• Dataset records
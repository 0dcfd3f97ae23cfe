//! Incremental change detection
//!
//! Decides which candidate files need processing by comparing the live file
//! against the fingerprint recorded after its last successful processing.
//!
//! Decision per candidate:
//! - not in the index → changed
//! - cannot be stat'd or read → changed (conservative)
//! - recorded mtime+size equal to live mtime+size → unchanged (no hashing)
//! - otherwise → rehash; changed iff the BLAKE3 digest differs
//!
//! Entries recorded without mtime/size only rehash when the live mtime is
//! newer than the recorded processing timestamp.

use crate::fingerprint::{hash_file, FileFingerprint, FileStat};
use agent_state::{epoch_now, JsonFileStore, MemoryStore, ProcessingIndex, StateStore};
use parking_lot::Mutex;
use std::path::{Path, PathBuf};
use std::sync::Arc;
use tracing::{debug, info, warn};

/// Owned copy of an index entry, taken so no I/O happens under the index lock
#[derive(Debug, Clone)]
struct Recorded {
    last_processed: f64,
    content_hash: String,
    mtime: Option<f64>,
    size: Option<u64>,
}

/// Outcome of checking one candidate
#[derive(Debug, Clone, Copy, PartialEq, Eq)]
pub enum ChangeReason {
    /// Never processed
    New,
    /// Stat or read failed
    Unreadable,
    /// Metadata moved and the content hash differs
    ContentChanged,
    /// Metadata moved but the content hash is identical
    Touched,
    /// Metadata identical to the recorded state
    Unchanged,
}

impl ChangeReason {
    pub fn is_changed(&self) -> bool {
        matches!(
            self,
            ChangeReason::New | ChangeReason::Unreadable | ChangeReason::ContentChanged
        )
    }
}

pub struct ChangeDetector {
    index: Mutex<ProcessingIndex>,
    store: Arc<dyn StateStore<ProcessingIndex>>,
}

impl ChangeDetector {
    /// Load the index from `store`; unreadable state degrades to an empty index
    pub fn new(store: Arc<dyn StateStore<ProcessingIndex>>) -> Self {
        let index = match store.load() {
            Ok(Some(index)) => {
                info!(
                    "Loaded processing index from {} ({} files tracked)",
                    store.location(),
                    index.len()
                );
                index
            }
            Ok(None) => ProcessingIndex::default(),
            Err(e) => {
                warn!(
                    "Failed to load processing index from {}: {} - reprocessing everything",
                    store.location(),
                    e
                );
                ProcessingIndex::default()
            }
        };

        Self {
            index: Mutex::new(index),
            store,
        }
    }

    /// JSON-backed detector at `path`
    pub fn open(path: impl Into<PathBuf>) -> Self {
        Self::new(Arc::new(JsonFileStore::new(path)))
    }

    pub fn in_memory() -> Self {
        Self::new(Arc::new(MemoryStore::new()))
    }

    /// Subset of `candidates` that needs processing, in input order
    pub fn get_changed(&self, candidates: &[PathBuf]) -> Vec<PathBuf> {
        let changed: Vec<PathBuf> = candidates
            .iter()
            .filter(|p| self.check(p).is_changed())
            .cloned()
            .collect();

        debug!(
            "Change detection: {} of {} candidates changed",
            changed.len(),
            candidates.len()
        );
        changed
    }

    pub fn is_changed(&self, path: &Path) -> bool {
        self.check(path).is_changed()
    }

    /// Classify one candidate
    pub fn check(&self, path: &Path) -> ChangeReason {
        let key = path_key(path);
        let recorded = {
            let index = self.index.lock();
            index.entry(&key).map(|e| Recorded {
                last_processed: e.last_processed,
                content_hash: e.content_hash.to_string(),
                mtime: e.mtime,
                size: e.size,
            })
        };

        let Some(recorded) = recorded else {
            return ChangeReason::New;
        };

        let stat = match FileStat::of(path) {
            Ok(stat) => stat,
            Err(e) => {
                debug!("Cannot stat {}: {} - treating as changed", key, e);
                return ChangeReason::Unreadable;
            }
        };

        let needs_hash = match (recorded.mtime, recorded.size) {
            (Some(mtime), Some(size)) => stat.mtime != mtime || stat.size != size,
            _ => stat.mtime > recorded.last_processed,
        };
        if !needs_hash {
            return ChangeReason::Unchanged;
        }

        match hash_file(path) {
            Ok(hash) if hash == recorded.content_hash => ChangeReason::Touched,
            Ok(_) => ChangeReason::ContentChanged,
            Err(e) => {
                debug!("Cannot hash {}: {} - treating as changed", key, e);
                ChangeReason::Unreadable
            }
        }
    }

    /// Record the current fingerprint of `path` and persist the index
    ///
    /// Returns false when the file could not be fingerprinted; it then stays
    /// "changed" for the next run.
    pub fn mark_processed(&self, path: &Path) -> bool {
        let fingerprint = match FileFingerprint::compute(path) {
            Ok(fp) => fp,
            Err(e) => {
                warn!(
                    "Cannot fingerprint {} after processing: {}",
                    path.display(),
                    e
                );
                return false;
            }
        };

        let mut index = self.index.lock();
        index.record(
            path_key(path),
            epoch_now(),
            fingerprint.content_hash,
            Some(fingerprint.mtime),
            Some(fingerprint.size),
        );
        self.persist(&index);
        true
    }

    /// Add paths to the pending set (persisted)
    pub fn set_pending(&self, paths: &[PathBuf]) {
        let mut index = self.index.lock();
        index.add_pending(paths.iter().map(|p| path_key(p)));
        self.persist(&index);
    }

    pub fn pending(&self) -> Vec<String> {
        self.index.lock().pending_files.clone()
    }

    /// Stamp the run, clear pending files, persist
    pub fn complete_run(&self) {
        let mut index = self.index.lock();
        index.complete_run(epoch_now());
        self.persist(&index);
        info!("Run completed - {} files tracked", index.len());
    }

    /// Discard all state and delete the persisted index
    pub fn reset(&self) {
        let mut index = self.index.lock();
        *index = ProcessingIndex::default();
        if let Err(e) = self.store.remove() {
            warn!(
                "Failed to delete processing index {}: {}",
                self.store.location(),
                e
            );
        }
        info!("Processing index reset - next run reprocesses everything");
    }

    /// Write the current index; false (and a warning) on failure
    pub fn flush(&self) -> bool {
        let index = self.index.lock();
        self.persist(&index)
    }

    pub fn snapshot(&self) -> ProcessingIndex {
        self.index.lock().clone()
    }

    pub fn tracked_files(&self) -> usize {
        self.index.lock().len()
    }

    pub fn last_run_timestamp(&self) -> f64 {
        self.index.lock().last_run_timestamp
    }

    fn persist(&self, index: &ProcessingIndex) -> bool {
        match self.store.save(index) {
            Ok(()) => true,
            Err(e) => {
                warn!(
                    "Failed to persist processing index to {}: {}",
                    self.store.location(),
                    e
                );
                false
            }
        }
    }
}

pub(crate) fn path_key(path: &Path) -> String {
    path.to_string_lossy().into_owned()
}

==

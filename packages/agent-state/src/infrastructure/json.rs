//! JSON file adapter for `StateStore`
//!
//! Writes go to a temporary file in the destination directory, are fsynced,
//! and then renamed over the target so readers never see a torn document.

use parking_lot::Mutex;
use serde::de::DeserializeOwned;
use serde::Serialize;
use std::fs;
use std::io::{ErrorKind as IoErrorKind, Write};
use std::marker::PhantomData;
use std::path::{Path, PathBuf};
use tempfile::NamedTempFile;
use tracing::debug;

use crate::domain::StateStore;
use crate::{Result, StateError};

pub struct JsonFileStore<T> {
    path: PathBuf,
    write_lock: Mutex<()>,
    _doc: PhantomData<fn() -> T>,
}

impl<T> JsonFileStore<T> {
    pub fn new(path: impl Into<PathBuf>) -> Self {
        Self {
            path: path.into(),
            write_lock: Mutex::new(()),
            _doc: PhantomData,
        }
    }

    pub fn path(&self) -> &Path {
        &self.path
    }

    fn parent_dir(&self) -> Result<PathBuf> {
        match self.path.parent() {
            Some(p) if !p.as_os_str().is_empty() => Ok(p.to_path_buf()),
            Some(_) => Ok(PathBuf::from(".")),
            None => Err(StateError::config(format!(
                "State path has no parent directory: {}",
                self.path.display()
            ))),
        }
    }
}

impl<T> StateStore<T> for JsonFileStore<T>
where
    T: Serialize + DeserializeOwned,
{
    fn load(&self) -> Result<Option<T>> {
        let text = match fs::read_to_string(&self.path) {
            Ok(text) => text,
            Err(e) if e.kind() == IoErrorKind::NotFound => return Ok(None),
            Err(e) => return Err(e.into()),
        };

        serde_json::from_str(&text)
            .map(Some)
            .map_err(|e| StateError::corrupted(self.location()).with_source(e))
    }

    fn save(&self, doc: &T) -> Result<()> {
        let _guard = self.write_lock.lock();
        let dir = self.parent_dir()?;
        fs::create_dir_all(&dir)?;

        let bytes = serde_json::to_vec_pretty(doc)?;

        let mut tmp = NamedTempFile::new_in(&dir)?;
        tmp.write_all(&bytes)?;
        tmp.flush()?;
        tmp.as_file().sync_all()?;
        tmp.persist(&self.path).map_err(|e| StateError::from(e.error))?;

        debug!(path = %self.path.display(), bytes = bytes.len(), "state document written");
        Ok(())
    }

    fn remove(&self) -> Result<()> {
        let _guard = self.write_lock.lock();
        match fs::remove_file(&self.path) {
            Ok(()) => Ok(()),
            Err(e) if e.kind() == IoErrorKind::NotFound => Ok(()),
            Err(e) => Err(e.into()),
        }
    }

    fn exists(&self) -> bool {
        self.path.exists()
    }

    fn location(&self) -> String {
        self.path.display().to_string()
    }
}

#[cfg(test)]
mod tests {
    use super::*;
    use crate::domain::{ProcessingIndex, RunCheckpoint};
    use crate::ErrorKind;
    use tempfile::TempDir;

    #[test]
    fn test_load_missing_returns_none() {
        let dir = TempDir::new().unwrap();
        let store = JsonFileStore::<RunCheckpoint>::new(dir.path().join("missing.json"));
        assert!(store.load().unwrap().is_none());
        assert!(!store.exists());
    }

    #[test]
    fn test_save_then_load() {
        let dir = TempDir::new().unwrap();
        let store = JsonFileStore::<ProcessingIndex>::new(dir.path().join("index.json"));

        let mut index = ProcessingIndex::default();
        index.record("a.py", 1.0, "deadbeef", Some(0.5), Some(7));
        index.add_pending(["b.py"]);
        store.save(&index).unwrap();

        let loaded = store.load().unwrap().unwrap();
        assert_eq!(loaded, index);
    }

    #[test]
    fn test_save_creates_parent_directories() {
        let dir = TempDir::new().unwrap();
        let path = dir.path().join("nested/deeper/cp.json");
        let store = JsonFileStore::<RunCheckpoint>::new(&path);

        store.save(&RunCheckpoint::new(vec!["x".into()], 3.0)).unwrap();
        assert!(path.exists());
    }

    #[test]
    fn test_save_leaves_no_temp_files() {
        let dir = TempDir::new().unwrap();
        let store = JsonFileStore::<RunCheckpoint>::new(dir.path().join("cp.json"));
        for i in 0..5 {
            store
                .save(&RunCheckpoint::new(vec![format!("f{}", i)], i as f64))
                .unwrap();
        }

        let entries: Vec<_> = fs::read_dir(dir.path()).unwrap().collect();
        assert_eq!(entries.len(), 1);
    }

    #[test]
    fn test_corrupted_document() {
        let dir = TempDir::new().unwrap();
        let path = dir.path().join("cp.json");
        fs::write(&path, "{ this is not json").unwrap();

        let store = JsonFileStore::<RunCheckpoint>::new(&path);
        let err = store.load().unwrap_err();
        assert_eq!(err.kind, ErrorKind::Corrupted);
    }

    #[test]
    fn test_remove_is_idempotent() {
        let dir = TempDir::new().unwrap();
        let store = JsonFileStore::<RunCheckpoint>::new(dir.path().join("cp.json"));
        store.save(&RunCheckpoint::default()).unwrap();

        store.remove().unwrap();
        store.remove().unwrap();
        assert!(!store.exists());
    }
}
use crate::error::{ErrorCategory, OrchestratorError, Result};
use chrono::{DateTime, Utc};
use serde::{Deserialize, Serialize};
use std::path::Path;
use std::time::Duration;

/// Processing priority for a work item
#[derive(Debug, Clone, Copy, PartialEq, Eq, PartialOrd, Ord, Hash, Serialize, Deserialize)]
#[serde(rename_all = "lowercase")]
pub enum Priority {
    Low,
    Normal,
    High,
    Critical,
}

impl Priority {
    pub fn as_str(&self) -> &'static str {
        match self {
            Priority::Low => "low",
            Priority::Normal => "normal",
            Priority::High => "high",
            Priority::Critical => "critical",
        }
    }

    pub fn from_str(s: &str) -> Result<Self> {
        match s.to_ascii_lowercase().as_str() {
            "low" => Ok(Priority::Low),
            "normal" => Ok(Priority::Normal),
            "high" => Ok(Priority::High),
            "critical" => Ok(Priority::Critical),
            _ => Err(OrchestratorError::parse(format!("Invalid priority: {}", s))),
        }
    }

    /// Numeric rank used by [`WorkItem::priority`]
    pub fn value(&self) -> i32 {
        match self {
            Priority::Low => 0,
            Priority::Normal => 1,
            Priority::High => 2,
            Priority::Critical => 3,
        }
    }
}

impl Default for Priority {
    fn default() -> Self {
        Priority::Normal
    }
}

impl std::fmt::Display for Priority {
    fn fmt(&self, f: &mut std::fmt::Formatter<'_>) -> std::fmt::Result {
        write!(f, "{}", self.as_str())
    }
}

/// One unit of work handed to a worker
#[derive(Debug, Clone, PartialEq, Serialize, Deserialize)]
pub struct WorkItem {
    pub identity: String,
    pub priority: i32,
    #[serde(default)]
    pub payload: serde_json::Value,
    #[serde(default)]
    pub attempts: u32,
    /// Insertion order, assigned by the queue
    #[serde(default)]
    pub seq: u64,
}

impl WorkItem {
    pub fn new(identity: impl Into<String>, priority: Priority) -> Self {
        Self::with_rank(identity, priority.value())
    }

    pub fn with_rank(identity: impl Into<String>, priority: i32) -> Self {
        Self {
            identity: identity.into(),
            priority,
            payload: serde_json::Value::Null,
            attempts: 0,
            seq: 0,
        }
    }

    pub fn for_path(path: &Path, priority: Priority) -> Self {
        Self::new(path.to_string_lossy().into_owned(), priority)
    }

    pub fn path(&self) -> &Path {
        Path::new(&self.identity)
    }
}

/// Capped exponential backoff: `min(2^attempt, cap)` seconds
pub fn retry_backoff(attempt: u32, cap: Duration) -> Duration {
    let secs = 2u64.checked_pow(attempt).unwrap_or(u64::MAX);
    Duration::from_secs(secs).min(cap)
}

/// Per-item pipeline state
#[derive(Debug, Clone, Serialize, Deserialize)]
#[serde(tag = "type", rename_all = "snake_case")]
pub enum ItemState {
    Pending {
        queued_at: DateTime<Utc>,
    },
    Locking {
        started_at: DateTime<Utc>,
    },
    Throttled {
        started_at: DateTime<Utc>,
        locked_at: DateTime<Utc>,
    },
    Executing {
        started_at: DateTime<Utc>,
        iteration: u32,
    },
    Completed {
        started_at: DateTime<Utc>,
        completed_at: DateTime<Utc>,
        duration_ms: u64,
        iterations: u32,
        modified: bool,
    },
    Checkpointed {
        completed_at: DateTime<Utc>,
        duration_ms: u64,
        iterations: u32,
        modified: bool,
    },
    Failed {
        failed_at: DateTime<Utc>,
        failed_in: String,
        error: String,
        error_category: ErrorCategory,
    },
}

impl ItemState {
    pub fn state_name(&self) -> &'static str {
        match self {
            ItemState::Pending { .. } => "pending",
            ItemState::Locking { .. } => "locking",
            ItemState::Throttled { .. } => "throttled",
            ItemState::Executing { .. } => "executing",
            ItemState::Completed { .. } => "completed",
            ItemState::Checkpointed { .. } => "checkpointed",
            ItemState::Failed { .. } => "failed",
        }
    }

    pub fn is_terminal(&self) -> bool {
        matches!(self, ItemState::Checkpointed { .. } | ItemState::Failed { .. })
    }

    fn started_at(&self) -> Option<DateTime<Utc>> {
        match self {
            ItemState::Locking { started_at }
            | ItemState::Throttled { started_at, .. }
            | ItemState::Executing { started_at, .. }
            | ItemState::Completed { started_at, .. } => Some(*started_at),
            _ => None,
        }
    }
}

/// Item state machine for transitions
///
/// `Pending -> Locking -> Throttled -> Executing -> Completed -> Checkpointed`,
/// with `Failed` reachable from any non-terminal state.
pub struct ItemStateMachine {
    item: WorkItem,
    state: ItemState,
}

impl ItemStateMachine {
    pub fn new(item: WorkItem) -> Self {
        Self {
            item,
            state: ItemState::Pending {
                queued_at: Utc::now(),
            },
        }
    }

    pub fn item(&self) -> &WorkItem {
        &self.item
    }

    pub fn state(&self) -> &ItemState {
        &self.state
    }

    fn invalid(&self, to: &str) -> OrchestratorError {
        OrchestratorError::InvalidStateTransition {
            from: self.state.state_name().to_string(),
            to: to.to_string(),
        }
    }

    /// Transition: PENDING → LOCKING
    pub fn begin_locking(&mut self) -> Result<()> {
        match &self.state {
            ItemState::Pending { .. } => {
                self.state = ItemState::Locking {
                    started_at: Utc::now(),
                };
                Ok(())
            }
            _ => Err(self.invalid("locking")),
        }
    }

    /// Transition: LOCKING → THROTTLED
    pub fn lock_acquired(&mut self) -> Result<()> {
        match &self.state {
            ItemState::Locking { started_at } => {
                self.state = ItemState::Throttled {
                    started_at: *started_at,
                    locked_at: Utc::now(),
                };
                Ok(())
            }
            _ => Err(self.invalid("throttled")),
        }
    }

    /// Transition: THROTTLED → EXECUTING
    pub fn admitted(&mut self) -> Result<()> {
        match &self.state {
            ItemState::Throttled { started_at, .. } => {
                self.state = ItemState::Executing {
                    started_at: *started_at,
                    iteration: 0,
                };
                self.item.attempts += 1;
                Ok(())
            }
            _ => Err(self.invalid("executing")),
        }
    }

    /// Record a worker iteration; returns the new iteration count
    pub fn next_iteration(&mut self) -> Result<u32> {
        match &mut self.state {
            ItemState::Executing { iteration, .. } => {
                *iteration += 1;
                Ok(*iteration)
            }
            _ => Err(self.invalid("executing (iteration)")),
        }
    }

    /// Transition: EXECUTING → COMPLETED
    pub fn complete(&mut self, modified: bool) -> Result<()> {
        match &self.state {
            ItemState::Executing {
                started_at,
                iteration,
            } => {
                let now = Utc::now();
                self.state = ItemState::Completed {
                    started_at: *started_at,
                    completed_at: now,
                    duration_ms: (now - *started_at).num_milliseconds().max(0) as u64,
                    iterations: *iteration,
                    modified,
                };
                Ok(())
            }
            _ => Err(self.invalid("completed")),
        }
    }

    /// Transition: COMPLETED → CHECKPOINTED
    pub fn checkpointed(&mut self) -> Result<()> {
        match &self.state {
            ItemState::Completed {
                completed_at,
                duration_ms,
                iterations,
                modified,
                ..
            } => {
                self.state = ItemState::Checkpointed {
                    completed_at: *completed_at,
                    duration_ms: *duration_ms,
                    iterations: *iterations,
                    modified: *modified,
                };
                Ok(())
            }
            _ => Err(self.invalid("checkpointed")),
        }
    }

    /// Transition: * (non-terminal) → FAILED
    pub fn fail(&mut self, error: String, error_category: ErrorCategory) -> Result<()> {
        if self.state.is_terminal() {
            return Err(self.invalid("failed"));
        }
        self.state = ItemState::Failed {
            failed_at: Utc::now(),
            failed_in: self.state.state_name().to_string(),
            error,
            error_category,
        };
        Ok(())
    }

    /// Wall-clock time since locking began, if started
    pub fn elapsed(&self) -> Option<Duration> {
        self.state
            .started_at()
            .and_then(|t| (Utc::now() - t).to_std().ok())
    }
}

• The task
State how many lines of the data include the word "moved", with nothing else.

• Your solution
2